[RECORD SET Boundary: Start]
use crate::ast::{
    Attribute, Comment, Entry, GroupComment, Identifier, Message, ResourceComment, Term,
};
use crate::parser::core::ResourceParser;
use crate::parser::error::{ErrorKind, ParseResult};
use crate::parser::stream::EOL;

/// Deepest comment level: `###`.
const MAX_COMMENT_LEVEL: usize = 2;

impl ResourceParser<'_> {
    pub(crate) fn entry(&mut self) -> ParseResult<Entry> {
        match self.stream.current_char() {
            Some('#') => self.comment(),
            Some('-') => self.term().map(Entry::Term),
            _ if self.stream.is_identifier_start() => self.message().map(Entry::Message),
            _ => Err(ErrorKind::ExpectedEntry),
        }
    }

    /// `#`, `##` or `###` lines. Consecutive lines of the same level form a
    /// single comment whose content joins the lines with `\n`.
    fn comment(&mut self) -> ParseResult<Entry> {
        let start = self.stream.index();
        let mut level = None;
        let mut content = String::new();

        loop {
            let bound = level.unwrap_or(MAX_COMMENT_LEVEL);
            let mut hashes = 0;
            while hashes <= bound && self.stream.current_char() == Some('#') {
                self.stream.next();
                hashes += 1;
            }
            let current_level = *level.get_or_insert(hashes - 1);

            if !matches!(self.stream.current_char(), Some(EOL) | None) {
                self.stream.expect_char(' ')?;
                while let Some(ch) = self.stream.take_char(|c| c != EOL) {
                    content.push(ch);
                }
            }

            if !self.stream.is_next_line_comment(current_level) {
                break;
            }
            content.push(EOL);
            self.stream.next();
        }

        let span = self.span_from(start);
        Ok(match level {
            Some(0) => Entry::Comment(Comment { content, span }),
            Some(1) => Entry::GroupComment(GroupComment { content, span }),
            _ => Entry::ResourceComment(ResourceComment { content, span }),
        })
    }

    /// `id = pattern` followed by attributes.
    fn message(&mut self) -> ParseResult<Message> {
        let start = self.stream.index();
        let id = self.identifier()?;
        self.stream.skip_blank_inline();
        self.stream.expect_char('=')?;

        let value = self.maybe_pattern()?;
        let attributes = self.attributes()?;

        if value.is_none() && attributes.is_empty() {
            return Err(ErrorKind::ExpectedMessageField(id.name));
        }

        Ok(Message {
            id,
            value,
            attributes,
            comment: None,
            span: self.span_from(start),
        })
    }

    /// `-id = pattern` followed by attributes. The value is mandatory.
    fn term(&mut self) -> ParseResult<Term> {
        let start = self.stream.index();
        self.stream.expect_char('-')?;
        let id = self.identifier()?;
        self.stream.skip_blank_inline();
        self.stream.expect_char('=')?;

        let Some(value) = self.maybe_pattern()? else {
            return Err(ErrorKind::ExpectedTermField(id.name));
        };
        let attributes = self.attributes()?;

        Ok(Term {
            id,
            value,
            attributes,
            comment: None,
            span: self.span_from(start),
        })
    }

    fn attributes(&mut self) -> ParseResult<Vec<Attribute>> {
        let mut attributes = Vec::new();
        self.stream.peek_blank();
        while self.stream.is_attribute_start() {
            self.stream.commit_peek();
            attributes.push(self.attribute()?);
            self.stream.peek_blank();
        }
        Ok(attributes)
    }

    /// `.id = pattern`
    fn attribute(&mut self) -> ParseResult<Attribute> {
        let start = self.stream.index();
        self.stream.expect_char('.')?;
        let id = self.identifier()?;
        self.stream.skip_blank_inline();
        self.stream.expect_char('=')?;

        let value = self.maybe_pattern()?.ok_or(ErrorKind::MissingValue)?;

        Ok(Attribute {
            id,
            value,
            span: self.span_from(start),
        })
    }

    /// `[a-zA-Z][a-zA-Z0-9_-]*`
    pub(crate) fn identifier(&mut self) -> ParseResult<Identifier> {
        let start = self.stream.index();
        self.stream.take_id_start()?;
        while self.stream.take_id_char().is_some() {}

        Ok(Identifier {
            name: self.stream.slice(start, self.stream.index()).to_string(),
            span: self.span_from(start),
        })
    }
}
[RECORD SET Boundary: End]
What do the lines above say from the one containing "while hashes <= bound" down to the one containing "if !matches!(self.stream.current_char(), Some(EOL)"? Return them exactly, both end lines included, and only them.

            while hashes <= bound && self.stream.current_char() == Some('#') {
                self.stream.next();
                hashes += 1;
            }
            let current_level = *level.get_or_insert(hashes - 1);

            if !matches!(self.stream.current_char(), Some(EOL) | None) {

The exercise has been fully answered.